*TASK DESCRIPTION:*
Return only what lies between the first line of the entries and the line containing "Config file picked", both lines included.

==============================

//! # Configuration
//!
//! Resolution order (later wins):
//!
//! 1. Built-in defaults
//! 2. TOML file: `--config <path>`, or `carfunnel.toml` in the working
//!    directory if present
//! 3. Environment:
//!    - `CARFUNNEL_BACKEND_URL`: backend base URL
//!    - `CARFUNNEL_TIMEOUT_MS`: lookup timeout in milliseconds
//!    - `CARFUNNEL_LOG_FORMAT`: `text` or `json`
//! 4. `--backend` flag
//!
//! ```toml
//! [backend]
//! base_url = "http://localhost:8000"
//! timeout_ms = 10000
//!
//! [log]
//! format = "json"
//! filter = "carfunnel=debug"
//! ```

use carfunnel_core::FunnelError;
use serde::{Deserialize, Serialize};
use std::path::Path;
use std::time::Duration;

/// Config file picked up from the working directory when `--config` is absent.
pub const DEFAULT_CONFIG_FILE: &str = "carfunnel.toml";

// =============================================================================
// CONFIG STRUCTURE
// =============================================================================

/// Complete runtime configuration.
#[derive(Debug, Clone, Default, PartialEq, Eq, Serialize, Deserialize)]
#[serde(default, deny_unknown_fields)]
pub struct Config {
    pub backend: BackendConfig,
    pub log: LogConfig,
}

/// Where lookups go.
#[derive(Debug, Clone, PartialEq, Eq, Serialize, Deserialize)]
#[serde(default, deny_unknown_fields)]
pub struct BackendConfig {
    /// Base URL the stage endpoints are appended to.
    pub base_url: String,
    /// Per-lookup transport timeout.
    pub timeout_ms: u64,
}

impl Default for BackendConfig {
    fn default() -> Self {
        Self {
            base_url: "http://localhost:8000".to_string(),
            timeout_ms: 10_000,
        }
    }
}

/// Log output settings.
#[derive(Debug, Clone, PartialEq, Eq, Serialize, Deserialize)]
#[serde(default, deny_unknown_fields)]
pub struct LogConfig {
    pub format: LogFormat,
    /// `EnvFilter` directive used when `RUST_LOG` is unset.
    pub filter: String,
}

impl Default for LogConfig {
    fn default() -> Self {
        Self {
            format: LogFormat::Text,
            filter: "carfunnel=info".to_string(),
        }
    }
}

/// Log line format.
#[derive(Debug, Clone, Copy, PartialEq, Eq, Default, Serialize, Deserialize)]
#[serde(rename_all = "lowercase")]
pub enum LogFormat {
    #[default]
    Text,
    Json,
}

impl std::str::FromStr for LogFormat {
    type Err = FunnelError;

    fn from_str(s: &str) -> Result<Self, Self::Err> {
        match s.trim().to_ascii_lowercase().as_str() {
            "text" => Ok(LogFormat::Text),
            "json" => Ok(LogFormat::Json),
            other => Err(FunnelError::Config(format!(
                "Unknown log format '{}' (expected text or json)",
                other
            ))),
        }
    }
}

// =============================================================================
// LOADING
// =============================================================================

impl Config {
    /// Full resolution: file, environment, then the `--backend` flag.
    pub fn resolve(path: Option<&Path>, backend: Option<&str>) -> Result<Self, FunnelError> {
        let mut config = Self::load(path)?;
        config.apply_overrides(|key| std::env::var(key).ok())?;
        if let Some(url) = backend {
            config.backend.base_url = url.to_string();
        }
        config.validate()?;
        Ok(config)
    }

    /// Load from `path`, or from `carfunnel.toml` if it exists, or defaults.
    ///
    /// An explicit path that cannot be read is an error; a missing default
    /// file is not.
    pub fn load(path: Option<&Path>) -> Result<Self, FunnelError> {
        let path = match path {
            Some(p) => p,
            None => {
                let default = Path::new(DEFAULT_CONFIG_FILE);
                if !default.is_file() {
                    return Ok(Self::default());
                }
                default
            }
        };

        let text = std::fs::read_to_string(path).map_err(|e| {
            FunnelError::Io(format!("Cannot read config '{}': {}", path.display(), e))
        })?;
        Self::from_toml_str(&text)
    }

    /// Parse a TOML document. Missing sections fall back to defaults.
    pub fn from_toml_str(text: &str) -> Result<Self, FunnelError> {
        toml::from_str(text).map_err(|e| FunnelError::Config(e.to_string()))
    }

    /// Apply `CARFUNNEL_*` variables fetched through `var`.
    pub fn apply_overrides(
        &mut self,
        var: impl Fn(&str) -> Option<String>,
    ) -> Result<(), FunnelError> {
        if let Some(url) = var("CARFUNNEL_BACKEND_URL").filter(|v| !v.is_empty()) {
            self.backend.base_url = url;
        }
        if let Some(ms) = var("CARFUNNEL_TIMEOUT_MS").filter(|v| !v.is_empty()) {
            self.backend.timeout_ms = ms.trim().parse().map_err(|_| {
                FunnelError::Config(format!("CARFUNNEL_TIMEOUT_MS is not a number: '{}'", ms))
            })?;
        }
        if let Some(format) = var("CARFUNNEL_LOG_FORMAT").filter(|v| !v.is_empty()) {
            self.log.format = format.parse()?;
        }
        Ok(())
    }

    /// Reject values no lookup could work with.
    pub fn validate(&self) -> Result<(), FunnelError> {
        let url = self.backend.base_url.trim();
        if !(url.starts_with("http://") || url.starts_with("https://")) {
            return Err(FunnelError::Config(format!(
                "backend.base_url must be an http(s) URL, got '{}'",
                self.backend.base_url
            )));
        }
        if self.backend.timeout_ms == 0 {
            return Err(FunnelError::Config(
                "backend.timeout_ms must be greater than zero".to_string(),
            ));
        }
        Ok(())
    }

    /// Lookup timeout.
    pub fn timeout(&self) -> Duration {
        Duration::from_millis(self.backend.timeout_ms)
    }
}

==============================

*SOLUTION FOR THIS EXERCISE:*
//! # Configuration
//!
//! Resolution order (later wins):
//!
//! 1. Built-in defaults
//! 2. TOML file: `--config <path>`, or `carfunnel.toml` in the working
//!    directory if present
//! 3. Environment:
//!    - `CARFUNNEL_BACKEND_URL`: backend base URL
//!    - `CARFUNNEL_TIMEOUT_MS`: lookup timeout in milliseconds
//!    - `CARFUNNEL_LOG_FORMAT`: `text` or `json`
//! 4. `--backend` flag
//!
//! ```toml
//! [backend]
//! base_url = "http://localhost:8000"
//! timeout_ms = 10000
//!
//! [log]
//! format = "json"
//! filter = "carfunnel=debug"
//! ```

use carfunnel_core::FunnelError;
use serde::{Deserialize, Serialize};
use std::path::Path;
use std::time::Duration;

/// Config file picked up from the working directory when `--config` is absent.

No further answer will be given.